Researchers from multiple agencies and institutions have been working with the park to monitor this population since 2018. Using acoustic detectors, they learned that northern long-eared bats arrive at the estate in March. This seems too early in the year for them to have come from cave hibernacula in the Hudson Highlands, west of New York City. Detectors and mist-net captures also indicate that northern long-eared bats remain on the estate through late October and into early November. This is late enough in the year that movement to the colder interior would be risky. For these reasons, scientists suspect the bats are finding cave-like conditions in local basements, cellars, and cisterns, spending the winter on Long Island rather than trying to migrate through New York City to inland caves.


Although hibernacula on Long Island might not be as ideal as caves, the shorter hibernation period and shorter distance to summer maternity areas may be positive trade-offs.



Why would bats choose to remain on Long Island for the winter? Thanks to the moderating effect of the ocean, winter comes a bit later and spring a bit earlier here compared to the mainland. So although hibernacula on Long Island might not be as ideal as caves, the shorter hibernation period and shorter distance to summer maternity areas like the estate may be positive trade-offs. Northern long-eared bats that overwinter on Long Island may also avoid exposure to white-nose syndrome. That fungus persists within caves and reinfects bats every fall when they return to hibernate.

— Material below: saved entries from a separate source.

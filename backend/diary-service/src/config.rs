/// Configuration management for diary-service
///
/// Everything is read from environment variables (a `.env` file is loaded
/// first by the binary). Production refuses permissive CORS and the
/// in-memory store.
use db_pool::env_utils::{parse_env_list, parse_env_with_default};
use serde::{Deserialize, Serialize};
use std::str::FromStr;
use uuid::Uuid;

/// Main application configuration
#[derive(Debug, Clone, Serialize, Deserialize)]
pub struct Config {
    /// Application settings
    pub app: AppConfig,
    /// CORS configuration
    pub cors: CorsConfig,
    /// Database configuration
    pub database: DatabaseConfig,
    /// User ids promoted to admin when first seen
    pub bootstrap_admins: Vec<Uuid>,
}

/// Application settings
#[derive(Debug, Clone, Serialize, Deserialize)]
pub struct AppConfig {
    /// Application environment (development, staging, production)
    pub env: String,
    /// Server host to bind to
    pub host: String,
    /// Server port to bind to
    pub port: u16,
    /// Number of HTTP worker threads
    pub workers: usize,
    /// Emit JSON log lines instead of human-readable ones
    pub json_logs: bool,
}

impl AppConfig {
    pub fn is_production(&self) -> bool {
        self.env.eq_ignore_ascii_case("production")
    }
}

/// CORS configuration
#[derive(Debug, Clone, Serialize, Deserialize)]
pub struct CorsConfig {
    /// Comma-separated list of allowed origins
    pub allowed_origins: String,
}

impl CorsConfig {
    pub fn origins(&self) -> impl Iterator<Item = &str> {
        self.allowed_origins
            .split(',')
            .map(str::trim)
            .filter(|o| !o.is_empty())
    }
}

#[derive(Debug, Clone, Copy, PartialEq, Eq, Serialize, Deserialize)]
#[serde(rename_all = "lowercase")]
pub enum StorageBackend {
    Postgres,
    Memory,
}

impl StorageBackend {
    pub fn as_str(&self) -> &'static str {
        match self {
            StorageBackend::Postgres => "postgres",
            StorageBackend::Memory => "memory",
        }
    }
}

impl FromStr for StorageBackend {
    type Err = String;

    fn from_str(s: &str) -> Result<Self, Self::Err> {
        match s.trim().to_ascii_lowercase().as_str() {
            "postgres" | "postgresql" => Ok(StorageBackend::Postgres),
            "memory" => Ok(StorageBackend::Memory),
            other => Err(format!(
                "DIARY_STORAGE must be 'postgres' or 'memory', got '{other}'"
            )),
        }
    }
}

/// Database configuration
#[derive(Clone, Serialize, Deserialize)]
pub struct DatabaseConfig {
    /// Storage adapter to run against
    pub storage: StorageBackend,
    /// Database URL
    pub url: String,
    /// Max connections in pool
    pub max_connections: u32,
}

impl std::fmt::Debug for DatabaseConfig {
    fn fmt(&self, f: &mut std::fmt::Formatter<'_>) -> std::fmt::Result {
        f.debug_struct("DatabaseConfig")
            .field("storage", &self.storage)
            .field("url", &"[REDACTED]")
            .field("max_connections", &self.max_connections)
            .finish()
    }
}

impl Config {
    /// Load configuration from environment variables
    pub fn from_env() -> Result<Self, String> {
        let app_env = std::env::var("APP_ENV").unwrap_or_else(|_| "development".to_string());
        let production = app_env.eq_ignore_ascii_case("production");

        let app = AppConfig {
            env: app_env,
            host: std::env::var("DIARY_SERVICE_HOST").unwrap_or_else(|_| "0.0.0.0".to_string()),
            port: parse_env_with_default("DIARY_SERVICE_PORT", 8085),
            workers: parse_env_with_default("HTTP_WORKERS", 4usize).max(1),
            json_logs: std::env::var("LOG_FORMAT")
                .map(|v| v.eq_ignore_ascii_case("json"))
                .unwrap_or(false),
        };

        let cors = {
            let allowed_origins = match std::env::var("CORS_ALLOWED_ORIGINS") {
                Ok(value) => value,
                Err(_) if production => {
                    return Err("CORS_ALLOWED_ORIGINS must be set in production".to_string())
                }
                Err(_) => "http://localhost:3000".to_string(),
            };

            if production && allowed_origins.trim() == "*" {
                return Err("CORS_ALLOWED_ORIGINS cannot be '*' in production".to_string());
            }

            CorsConfig { allowed_origins }
        };

        let storage = match std::env::var("DIARY_STORAGE") {
            Ok(raw) => raw.parse::<StorageBackend>()?,
            Err(_) => StorageBackend::Postgres,
        };
        if production && storage == StorageBackend::Memory {
            return Err("DIARY_STORAGE=memory is not allowed in production".to_string());
        }

        let database = DatabaseConfig {
            storage,
            url: match std::env::var("DATABASE_URL") {
                Ok(url) => url,
                Err(_) if storage == StorageBackend::Postgres && production => {
                    return Err("DATABASE_URL must be set in production".to_string())
                }
                Err(_) => "postgresql://localhost/diary".to_string(),
            },
            max_connections: parse_env_with_default("DATABASE_MAX_CONNECTIONS", 10),
        };

        let bootstrap_admins = parse_env_list::<Uuid>("DIARY_BOOTSTRAP_ADMINS")?;

        Ok(Config {
            app,
            cors,
            database,
            bootstrap_admins,
        })
    }
}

During the summer, female northern long-eared bats at the estate form one maternity colony of about 15–30 adults. By radio-tagging and tracking nearly all individual estate bats, scientists learn which bats use which roosts and when. Scientists also learn which individuals share roosts, during the few days the transmitter stays on the bat. In the early portion of the maternity season, when the females are pregnant and right after they give birth, females tend to stick together and use a few “super” roosts. By roosting together, female bats conserve warmth, which speeds development of the fetus and newborn pups.

When the pups start to fly, smaller groups of females and their pups start to use other, secondary trees for roosts. But they periodically come back to the initial roost to maintain their social connections to friends and relatives. Bats, just like people, associate with some individuals (acquaintances) here and there and other individuals (family and close friends) all the time.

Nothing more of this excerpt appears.